Nos faltó malicia, dijo el Director Técnico de la selección mexicana, en entrevista posterior, mientras la en las redes circulan comentarios acerca de la parcialidad del árbitro, de la actuación del jugador y de la complicidad de la FIFA.

Con miras a escribir sobre el tema, consideré la apreciación de varios amigos, llegando a la siguiente conclusión: así es el futbol, y yo añadiría, así es la vida. Si efectivamente, como dijo el “Piojo” Herrera, nos faltó malicia, no es que se haya jugado honestamente, sino que el error fue no haber armado una jugada como la de los contrarios, porque de esta manera sí se habría obtenido el triunfo.

El tema no es, entonces, la honestidad y la pasión por el juego para demostrar quién es mejor, sino quién tiene mejores resultados. El concepto de la honestidad, según la Real Academia de la Lengua Española, es una cualidad humana que consiste en comportarse y expresarse con sinceridad y coherencia, respetando los valores de la justicia y la verdad.

Qué poco importan los valores de la justicia y la verdad cuando se encuentran diversos intereses en juego. ¿El futbol es un negocio en el que gana quien tenga más recursos? Me niego a creer que esto sea real, porque de ser así estamos ante una sociedad carente de los valores fundamentales, ya que al ser observadores de estos hechos y no hacer nada, nos convertimos en cómplices.

Decía la Madre Teresa de Calcula: Si eres honesto y franco, los demás pueden engañarte; aún así, sé honesto y franco. En nuestra sociedad, las personas que se conducen con la verdad, las que cumplen las reglas, las que no engañan, quienes se preocupan por los demás, son catalogados como tontos por no aprovechar (se) de la situación, las circunstancias y las personas.

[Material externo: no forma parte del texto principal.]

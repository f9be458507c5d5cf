// Public API - what other modules can use
pub use handlers::{
    create_task, delete_task, get_task, list_tasks, list_tasks_by_projeto, list_tasks_by_status,
    update_task,
};

// Internal modules
mod handlers;
pub mod models;
pub mod repository;
pub mod service;
pub mod types;
use serde::Deserialize;

use crate::patch::Patch;

#[derive(Debug, Clone, Deserialize)]
pub struct DisciplinaCreate {
    #[serde(default)]
    pub professor_id: Option<i32>,
    pub nome_disciplina: String,
    #[serde(default)]
    pub description: Option<String>,
}

/// `"professor_id": null` detaches the course from its professor
#[derive(Debug, Default, Deserialize)]
pub struct DisciplinaUpdate {
    #[serde(default)]
    pub professor_id: Patch<Option<i32>>,
    #[serde(default)]
    pub nome_disciplina: Patch<String>,
    #[serde(default)]
    pub description: Patch<Option<String>>,
}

Hace unos días, mi hija Marian me hizo una pregunta crítica y profunda como es su costumbre. Me dijo, mami, si fueras presidenta serías corrupta, robarías y te volverías rica? Le contesté que probablemente sí, porque el poder corrompe y el sistema te obliga a realizar acciones que, incluso, pueden ir en contra de lo que crees, y que por eso, nunca sería presidenta.

El mismo jugador que estratégicamente se tiró al suelo para cobrar un penal dijo después que no había habido tal falta. ¿Eso lo libera de su acción y lo hace mejor persona? Lo aceptó cuando ya habían ganado el partido. Entonces, ¿de qué sirve que lo reconozca?

Deseamos que los jóvenes aprendan que hay que conducirse honestamente y para ello les reprendemos cuando hacen  copy paste, porque  es un fraude el apropiarse de textos que no son de su autoría, engañándose ellos mismos al obtener una calificación que no se merecen; pero por otro lado les enseñamos que en la vida quien no tranza, no avanza y que el gandalla no batalla.

Holanda ganó el partido, pero perdió credibilidad. El primer mandatario lo es a pesar de la opinión pública. Muchos productos se venden con engaños, pero se venden. Los legisladores nos traicionan al no defender nuestros derechos … y lo peor de todo es que esto sucede frente a todos, y nosotros no decimos nada, total, así son las cosas y sólo los tontos no engañan.

La autora es profesora de la Universidad Iberoamericana Puebla.